The only symbols with a clear meaning are:
1. H or h: hundreds of dollars
2. K or k: thousands of dollars
3. M or m: millions of dollars
4. B or b: billions of dollars
We leave the symbols without a clear meaning without change.
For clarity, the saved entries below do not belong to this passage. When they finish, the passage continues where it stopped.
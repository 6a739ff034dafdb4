//! Survey engine server binary.

use std::sync::Arc;

use anyhow::Context;
use tokio::net::TcpListener;
use tower_http::timeout::TimeoutLayer;
use tower_http::trace::TraceLayer;
use tracing_subscriber::EnvFilter;

use survey_engine::adapters::ai::{OpenAIConfig, OpenAIProvider};
use survey_engine::adapters::crm::{
    HttpRecordSink, HttpTrackCatalog, InMemoryRecordSink, StaticTrackCatalog,
};
use survey_engine::adapters::document::LocalDocumentStore;
use survey_engine::adapters::http::{api_router, AdminHandlers, SurveyHandlers};
use survey_engine::adapters::notifier::{InMemoryNotifier, WebhookNotifier};
use survey_engine::adapters::postgres::{self, PostgresConfigSource, PostgresConversationStore};
use survey_engine::adapters::queue::TokioTaskQueue;
use survey_engine::adapters::storage::{FileConfigSource, FileConversationStore};
use survey_engine::application::{
    spawn_track_refresh, AdminHandler, AttachDocumentHandler, ConversationLocks,
    DeliverRecordHandler, EngineSettings, GenerateDocumentHandler, JobDispatcher,
    ProcessMessageHandler, RefreshTracksHandler, SurveyEngine, UpdateProfileHandler,
};
use survey_engine::config::AppConfig;
use survey_engine::ports::{
    ChatNotifier, ConfigSource, ConversationStore, DocumentStore, ModelBackend, RecordSink,
    TaskQueue, TrackCatalog,
};

fn init_logging(config: &AppConfig) {
    let filter = EnvFilter::try_new(&config.server.log_level)
        .unwrap_or_else(|_| EnvFilter::new("info"));

    if config.server.json_logs {
        tracing_subscriber::fmt()
            .with_env_filter(filter)
            .with_target(false)
            .json()
            .init();
    } else {
        tracing_subscriber::fmt()
            .with_env_filter(filter)
            .with_target(false)
            .compact()
            .init();
    }
}

#[tokio::main]
async fn main() -> anyhow::Result<()> {
    let config = AppConfig::load().context("failed to load configuration")?;
    init_logging(&config);
    config.validate().context("invalid configuration")?;

    let seed = config
        .survey
        .seed_definition()
        .context("invalid default survey definition")?;

    // Persistence
    let (store, config_source): (Arc<dyn ConversationStore>, Arc<dyn ConfigSource>) =
        match &config.database {
            Some(database) => {
                let pool = postgres::connect(database).await?;
                tracing::info!("using PostgreSQL persistence");
                (
                    Arc::new(PostgresConversationStore::new(pool.clone())),
                    Arc::new(PostgresConfigSource::open(pool, &seed).await?),
                )
            }
            None => {
                tracing::info!(
                    dir = %config.storage.conversations_dir.display(),
                    "using file persistence"
                );
                (
                    Arc::new(FileConversationStore::new(&config.storage.conversations_dir)),
                    Arc::new(FileConfigSource::open(&config.storage.definition_file, seed).await?),
                )
            }
        };
    let documents: Arc<dyn DocumentStore> = Arc::new(LocalDocumentStore::new(
        &config.storage.documents_dir,
        config.storage.max_attachment_bytes,
    ));

    // Model backend
    let openai_config = OpenAIConfig::from_app_config(&config.ai)
        .context("ai.openai_api_key is required")?;
    let backend: Arc<dyn ModelBackend> = Arc::new(OpenAIProvider::new(openai_config)?);
    tracing::info!(model = %backend.model_name(), "model backend ready");

    // Outbound integrations
    let http_client = reqwest::Client::builder()
        .timeout(config.crm.timeout())
        .build()
        .context("failed to build HTTP client")?;

    let sink: Arc<dyn RecordSink> = if config.crm.is_enabled() {
        Arc::new(HttpRecordSink::from_config(&config.crm)?)
    } else {
        tracing::warn!("CRM not configured, records are only logged");
        Arc::new(InMemoryRecordSink::new())
    };
    let catalog: Arc<dyn TrackCatalog> = match &config.crm.tracks_url {
        Some(url) => Arc::new(HttpTrackCatalog::new(url.clone(), http_client.clone())),
        None => Arc::new(StaticTrackCatalog::default()),
    };
    let notifier: Arc<dyn ChatNotifier> = match &config.notifier.webhook_url {
        Some(url) => Arc::new(WebhookNotifier::new(url.clone(), http_client)),
        None => {
            tracing::warn!("notifier webhook not configured, documents are not delivered");
            Arc::new(InMemoryNotifier::new())
        }
    };

    // Background jobs
    let (task_queue, worker) =
        TokioTaskQueue::channel(config.queue.retry_policies(), config.queue.capacity);
    let queue: Arc<dyn TaskQueue> = Arc::new(task_queue);
    let locks = ConversationLocks::new();

    let dispatcher = JobDispatcher::new(
        DeliverRecordHandler::new(
            backend.clone(),
            sink,
            documents.clone(),
            store.clone(),
            queue.clone(),
            locks.clone(),
        ),
        GenerateDocumentHandler::new(backend.clone(), documents.clone(), notifier),
        RefreshTracksHandler::new(catalog, config_source.clone()),
    );
    tokio::spawn(worker.run(Arc::new(dispatcher)));
    spawn_track_refresh(queue.clone(), config.queue.refresh_interval());

    // HTTP
    let start_tokens = config.survey.start_tokens;
    let engine = Arc::new(SurveyEngine::new(
        backend,
        queue.clone(),
        EngineSettings {
            history_limit: config.survey.history_limit,
            max_rounds: config.survey.max_rounds,
        },
    ));
    let survey_handlers = SurveyHandlers::new(
        Arc::new(ProcessMessageHandler::new(
            engine,
            store.clone(),
            config_source.clone(),
            locks.clone(),
            start_tokens,
        )),
        Arc::new(UpdateProfileHandler::new(
            store.clone(),
            config_source.clone(),
            locks.clone(),
            start_tokens,
        )),
        Arc::new(AttachDocumentHandler::new(
            documents,
            store.clone(),
            queue,
            locks.clone(),
            start_tokens,
        )),
    );
    let admin_handlers = AdminHandlers::new(Arc::new(AdminHandler::new(
        store,
        config_source,
        locks,
    )));

    let app = api_router(
        survey_handlers,
        admin_handlers,
        config.storage.max_attachment_bytes,
    )
    .layer(TimeoutLayer::new(config.server.request_timeout()))
    .layer(TraceLayer::new_for_http());

    let addr = config.server.socket_addr()?;
    let listener = TcpListener::bind(addr)
        .await
        .with_context(|| format!("failed to bind {}", addr))?;
    tracing::info!(%addr, "survey engine listening");

    axum::serve(listener, app)
        .with_graceful_shutdown(shutdown_signal())
        .await?;

    tracing::info!("survey engine stopped");
    Ok(())
}

async fn shutdown_signal() {
    if let Err(e) = tokio::signal::ctrl_c().await {
        tracing::error!(error = %e, "failed to listen for shutdown signal");
    }
}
```{r, echo = TRUE, comment= ""}
table(DATA$PROPDMGEXP)
DATA$PROPDAMAGE = DATA$PROPDMG
DATA[DATA$PROPDMGEXP == "h", ]$PROPDAMAGE = DATA[DATA$PROPDMGEXP == "h", ]$PROPDMG * 10^2
DATA[DATA$PROPDMGEXP == "H", ]$PROPDAMAGE = DATA[DATA$PROPDMGEXP == "H", ]$PROPDMG * 10^2
DATA[DATA$PROPDMGEXP == "K", ]$PROPDAMAGE = DATA[DATA$PROPDMGEXP == "K", ]$PROPDMG * 10^3
DATA[DATA$PROPDMGEXP == "m", ]$PROPDAMAGE = DATA[DATA$PROPDMGEXP == "m", ]$PROPDMG * 10^6
DATA[DATA$PROPDMGEXP == "M", ]$PROPDAMAGE = DATA[DATA$PROPDMGEXP == "M", ]$PROPDMG * 10^6
DATA[DATA$PROPDMGEXP == "B", ]$PROPDAMAGE = DATA[DATA$PROPDMGEXP == "B", ]$PROPDMG * 10^9
table(DATA$CROPDMGEXP)
DATA$CROPDAMAGE = DATA$CROPDMG
DATA[DATA$CROPDMGEXP == "H", ]$CROPDAMAGE = DATA[DATA$CROPDMGEXP == "H", ]$CROPDMG * 10^2
DATA[DATA$CROPDMGEXP == "k", ]$CROPDAMAGE = DATA[DATA$CROPDMGEXP == "k", ]$CROPDMG * 10^3
DATA[DATA$CROPDMGEXP == "K", ]$CROPDAMAGE = DATA[DATA$CROPDMGEXP == "K", ]$CROPDMG * 10^3
DATA[DATA$CROPDMGEXP == "m", ]$CROPDAMAGE = DATA[DATA$CROPDMGEXP == "m", ]$CROPDMG * 10^6
DATA[DATA$CROPDMGEXP == "M", ]$CROPDAMAGE = DATA[DATA$CROPDMGEXP == "M", ]$CROPDMG * 10^6
DATA[DATA$CROPDMGEXP == "B", ]$CROPDAMAGE = DATA[DATA$CROPDMGEXP == "B", ]$CROPDMG * 10^9
```
# Results
We consider as "harmful to population health" the events with considerable number of fatalities or injuries. We choose 10 as a cutoff to define a harmful event to the public, as fewer might not represent a burden to public health centers.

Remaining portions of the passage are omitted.